• **INSTRUCTIONS TO FOLLOW**
Out of the records below, copy all lines in which the word "untagged" occurs.

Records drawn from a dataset
•••

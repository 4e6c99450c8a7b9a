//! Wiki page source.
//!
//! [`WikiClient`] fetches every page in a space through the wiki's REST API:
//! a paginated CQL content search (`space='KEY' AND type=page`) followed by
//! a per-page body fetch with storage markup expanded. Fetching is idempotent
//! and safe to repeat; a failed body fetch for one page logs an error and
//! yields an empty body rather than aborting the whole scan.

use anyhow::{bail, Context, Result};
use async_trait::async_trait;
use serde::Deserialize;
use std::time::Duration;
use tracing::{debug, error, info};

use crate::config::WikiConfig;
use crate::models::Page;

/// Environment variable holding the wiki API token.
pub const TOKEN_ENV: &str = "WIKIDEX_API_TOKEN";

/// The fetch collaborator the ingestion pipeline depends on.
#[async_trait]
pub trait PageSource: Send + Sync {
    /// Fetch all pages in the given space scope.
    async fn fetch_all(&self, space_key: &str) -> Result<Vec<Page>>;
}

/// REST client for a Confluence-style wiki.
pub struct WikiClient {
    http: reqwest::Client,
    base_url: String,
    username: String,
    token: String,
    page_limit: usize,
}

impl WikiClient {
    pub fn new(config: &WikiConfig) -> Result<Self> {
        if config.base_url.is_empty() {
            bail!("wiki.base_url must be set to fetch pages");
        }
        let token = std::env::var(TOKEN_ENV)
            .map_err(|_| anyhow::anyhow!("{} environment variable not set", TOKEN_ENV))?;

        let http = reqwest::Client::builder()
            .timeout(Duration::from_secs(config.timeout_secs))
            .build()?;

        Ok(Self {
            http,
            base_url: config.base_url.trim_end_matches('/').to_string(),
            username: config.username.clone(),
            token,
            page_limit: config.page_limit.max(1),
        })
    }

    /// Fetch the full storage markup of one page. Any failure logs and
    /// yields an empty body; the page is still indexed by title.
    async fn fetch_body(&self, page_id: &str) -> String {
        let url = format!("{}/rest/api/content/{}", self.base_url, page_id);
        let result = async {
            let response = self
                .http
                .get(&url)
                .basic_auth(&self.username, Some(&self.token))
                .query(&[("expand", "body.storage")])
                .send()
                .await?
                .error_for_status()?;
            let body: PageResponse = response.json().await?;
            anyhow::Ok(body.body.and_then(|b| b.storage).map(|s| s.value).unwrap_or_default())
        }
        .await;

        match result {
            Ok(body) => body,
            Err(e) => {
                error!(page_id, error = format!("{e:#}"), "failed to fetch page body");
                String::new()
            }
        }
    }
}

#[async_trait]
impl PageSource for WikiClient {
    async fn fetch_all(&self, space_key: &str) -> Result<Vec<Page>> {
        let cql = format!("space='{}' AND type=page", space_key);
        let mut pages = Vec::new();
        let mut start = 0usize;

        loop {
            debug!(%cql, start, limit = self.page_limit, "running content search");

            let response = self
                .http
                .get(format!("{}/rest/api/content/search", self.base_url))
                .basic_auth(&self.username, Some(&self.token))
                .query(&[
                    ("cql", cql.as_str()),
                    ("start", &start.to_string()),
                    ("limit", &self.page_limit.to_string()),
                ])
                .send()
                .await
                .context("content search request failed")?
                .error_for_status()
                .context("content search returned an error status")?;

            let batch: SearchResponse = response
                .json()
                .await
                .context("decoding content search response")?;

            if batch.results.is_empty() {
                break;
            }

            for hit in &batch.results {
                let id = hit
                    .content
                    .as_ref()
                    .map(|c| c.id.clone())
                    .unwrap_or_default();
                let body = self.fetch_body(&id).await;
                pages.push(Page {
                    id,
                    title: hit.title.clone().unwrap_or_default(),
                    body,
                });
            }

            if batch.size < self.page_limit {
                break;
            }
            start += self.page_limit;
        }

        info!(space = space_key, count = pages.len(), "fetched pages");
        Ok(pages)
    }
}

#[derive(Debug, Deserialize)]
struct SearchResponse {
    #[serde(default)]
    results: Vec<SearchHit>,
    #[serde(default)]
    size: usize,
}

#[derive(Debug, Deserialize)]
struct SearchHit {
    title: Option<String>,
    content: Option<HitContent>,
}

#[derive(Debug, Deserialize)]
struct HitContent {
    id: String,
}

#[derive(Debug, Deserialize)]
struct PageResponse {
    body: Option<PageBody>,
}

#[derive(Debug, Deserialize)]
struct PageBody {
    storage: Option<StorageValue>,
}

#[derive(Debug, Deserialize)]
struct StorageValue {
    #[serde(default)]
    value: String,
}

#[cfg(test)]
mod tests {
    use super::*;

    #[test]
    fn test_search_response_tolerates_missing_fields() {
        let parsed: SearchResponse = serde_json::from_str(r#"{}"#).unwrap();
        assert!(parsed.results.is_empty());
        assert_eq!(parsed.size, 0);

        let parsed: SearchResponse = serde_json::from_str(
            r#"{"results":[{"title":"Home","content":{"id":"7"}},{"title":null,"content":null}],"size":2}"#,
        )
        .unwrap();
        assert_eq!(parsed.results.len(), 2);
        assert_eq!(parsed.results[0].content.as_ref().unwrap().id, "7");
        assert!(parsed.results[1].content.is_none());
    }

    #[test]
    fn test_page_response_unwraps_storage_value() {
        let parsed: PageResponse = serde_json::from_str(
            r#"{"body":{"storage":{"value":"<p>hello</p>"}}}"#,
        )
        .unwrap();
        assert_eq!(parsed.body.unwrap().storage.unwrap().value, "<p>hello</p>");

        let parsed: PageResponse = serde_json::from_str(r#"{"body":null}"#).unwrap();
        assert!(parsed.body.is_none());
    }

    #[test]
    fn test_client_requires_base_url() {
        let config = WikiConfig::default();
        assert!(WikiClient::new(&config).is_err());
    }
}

•••

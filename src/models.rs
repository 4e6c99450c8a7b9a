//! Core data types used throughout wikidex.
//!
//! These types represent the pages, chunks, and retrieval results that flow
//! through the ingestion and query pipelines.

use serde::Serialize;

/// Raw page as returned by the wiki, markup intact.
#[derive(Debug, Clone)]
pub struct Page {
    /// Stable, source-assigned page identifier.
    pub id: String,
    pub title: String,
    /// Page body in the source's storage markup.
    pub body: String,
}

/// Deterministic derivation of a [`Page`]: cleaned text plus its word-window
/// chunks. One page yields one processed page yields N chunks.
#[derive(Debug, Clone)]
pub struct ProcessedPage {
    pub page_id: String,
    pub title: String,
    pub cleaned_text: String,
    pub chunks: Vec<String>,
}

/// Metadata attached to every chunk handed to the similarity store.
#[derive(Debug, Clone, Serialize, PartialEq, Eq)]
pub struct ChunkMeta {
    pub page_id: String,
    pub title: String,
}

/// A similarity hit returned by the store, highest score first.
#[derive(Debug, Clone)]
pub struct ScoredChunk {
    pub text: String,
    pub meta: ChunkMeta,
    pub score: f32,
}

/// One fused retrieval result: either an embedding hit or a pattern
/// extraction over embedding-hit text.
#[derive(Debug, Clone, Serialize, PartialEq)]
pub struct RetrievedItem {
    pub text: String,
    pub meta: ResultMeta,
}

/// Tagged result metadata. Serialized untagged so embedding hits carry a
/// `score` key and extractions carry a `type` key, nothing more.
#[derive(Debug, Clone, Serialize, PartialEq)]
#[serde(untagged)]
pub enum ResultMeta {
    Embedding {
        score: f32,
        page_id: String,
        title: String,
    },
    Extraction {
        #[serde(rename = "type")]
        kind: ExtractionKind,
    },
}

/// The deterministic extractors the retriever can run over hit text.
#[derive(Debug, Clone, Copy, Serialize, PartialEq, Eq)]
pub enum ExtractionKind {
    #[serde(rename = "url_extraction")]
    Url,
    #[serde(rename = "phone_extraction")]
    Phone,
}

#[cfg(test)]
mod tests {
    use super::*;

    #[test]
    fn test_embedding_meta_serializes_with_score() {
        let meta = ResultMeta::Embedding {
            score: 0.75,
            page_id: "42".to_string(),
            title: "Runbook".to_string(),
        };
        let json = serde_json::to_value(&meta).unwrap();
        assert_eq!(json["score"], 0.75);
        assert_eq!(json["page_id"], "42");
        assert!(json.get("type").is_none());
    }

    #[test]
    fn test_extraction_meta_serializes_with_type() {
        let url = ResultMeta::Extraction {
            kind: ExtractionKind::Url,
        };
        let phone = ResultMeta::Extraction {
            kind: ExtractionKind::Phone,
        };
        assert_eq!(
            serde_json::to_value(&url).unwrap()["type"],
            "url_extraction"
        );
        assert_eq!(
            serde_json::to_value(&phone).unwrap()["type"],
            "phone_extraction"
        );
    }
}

•••

• **TASK ANSWER**
/// Tagged result metadata. Serialized untagged so embedding hits carry a
#[serde(untagged)]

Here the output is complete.